## WHAT THE TASK REQUIRES
For the records below, give the number of lines containing the word "PathBuf" and no other text.

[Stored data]
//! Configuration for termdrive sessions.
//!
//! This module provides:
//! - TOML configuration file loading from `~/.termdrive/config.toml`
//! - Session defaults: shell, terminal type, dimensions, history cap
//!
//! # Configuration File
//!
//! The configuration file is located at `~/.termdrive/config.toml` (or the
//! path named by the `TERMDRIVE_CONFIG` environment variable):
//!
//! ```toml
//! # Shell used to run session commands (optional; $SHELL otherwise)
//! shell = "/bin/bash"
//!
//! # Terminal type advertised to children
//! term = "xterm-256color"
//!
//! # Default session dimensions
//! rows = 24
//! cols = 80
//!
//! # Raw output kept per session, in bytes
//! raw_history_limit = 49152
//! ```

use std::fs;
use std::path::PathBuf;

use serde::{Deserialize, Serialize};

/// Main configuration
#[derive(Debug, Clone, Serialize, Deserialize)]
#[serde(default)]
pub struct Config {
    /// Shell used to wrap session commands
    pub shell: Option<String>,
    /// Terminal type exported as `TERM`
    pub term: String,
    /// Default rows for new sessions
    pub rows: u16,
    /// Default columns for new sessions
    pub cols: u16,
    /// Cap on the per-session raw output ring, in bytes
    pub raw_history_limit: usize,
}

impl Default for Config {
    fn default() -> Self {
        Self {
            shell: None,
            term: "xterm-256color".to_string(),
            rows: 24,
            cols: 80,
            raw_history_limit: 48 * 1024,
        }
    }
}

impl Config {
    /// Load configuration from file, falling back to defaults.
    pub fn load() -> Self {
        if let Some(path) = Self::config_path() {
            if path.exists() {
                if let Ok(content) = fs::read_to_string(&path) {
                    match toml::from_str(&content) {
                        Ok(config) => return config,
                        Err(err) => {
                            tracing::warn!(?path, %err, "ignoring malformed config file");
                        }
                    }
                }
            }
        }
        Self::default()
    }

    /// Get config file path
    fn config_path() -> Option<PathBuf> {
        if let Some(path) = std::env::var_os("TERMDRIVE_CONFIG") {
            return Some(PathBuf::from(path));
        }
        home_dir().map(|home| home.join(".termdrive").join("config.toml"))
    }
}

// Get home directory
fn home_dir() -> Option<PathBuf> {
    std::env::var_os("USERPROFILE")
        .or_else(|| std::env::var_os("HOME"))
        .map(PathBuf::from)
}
...
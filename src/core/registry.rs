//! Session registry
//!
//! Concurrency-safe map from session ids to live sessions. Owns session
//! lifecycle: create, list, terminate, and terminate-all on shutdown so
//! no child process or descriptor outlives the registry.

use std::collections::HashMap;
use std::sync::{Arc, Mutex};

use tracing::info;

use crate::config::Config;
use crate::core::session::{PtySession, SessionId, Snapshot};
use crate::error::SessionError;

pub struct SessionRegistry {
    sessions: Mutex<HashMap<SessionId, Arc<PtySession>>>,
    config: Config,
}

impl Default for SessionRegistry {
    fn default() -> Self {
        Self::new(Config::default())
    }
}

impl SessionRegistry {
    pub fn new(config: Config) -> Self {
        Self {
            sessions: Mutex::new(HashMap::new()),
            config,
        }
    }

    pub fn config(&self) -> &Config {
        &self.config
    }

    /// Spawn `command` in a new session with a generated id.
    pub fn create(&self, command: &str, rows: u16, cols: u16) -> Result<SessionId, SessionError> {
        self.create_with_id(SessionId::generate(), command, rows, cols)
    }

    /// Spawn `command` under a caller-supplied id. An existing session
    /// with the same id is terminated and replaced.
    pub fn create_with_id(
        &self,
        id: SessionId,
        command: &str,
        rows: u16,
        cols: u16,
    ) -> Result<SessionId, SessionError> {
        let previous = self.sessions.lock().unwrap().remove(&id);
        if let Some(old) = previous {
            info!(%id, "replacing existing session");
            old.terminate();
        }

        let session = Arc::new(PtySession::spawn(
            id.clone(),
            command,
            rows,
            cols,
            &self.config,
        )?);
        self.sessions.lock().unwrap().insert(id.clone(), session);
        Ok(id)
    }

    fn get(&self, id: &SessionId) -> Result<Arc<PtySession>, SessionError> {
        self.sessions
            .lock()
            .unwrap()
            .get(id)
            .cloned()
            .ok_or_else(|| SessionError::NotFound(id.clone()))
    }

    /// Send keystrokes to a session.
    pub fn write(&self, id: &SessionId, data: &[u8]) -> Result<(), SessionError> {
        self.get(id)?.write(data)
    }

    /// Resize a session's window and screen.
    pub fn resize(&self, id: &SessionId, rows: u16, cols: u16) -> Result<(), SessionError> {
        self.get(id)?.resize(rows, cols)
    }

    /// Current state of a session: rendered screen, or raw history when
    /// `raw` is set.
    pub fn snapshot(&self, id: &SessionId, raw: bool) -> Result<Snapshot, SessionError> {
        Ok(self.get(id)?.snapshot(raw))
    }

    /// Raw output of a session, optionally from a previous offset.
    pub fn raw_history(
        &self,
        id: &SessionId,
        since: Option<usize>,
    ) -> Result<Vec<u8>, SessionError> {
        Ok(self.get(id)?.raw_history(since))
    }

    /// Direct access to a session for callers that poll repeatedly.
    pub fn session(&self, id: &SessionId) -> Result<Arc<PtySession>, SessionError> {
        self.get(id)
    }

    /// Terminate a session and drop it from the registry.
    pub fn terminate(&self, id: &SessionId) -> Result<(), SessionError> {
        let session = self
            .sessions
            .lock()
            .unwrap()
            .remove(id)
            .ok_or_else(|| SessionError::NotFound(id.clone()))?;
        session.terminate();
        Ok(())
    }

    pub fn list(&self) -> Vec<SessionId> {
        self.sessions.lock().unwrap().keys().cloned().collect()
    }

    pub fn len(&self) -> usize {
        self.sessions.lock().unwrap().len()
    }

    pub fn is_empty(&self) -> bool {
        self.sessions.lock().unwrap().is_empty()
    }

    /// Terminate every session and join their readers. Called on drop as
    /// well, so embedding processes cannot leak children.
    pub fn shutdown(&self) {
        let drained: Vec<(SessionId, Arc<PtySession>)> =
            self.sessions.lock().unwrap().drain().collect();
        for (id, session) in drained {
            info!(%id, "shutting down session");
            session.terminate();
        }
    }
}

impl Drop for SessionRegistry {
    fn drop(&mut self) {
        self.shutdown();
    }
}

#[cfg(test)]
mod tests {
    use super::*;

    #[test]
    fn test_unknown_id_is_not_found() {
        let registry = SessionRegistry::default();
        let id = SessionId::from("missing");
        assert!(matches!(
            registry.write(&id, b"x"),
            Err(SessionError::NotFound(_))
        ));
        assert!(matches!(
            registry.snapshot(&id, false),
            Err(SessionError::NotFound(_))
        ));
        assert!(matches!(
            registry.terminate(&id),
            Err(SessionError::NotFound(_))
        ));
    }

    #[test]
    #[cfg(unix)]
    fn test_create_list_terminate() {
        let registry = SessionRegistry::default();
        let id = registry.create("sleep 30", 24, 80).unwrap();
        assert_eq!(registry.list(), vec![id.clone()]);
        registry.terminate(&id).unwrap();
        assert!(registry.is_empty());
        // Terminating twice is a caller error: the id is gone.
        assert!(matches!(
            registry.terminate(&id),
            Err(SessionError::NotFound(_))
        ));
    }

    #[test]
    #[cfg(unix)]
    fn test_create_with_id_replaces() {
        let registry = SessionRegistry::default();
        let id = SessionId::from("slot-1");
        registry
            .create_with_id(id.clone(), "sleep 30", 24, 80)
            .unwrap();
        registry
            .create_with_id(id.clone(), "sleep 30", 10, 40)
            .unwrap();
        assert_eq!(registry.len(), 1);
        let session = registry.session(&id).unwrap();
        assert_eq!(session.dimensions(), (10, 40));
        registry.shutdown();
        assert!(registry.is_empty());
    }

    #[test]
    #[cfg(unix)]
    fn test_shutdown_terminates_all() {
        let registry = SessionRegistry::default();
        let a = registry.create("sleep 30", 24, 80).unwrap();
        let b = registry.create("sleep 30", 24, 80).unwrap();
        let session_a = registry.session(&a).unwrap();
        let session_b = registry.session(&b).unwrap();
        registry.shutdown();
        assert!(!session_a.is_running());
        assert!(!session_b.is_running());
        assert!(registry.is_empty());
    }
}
...
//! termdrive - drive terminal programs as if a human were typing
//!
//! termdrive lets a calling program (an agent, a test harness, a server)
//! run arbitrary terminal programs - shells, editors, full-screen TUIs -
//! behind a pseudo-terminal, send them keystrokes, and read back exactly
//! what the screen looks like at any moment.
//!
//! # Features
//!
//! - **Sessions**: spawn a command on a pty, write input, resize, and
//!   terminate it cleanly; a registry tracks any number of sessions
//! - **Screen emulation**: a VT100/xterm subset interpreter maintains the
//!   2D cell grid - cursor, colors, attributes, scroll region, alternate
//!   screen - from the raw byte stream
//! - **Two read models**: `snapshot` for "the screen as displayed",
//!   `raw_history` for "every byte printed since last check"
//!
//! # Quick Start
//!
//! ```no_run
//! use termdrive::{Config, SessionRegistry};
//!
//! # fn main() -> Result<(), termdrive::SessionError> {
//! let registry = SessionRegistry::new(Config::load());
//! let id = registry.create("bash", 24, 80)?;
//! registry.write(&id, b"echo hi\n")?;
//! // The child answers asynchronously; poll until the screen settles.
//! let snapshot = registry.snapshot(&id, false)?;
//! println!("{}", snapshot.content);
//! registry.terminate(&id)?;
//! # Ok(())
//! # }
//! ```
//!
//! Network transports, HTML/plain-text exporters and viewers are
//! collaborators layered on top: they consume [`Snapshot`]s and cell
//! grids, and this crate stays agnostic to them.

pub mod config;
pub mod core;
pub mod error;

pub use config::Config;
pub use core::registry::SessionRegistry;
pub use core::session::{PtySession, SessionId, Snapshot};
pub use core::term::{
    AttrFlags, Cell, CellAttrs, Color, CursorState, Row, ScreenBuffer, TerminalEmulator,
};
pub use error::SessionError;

## YOUR SOLUTION
5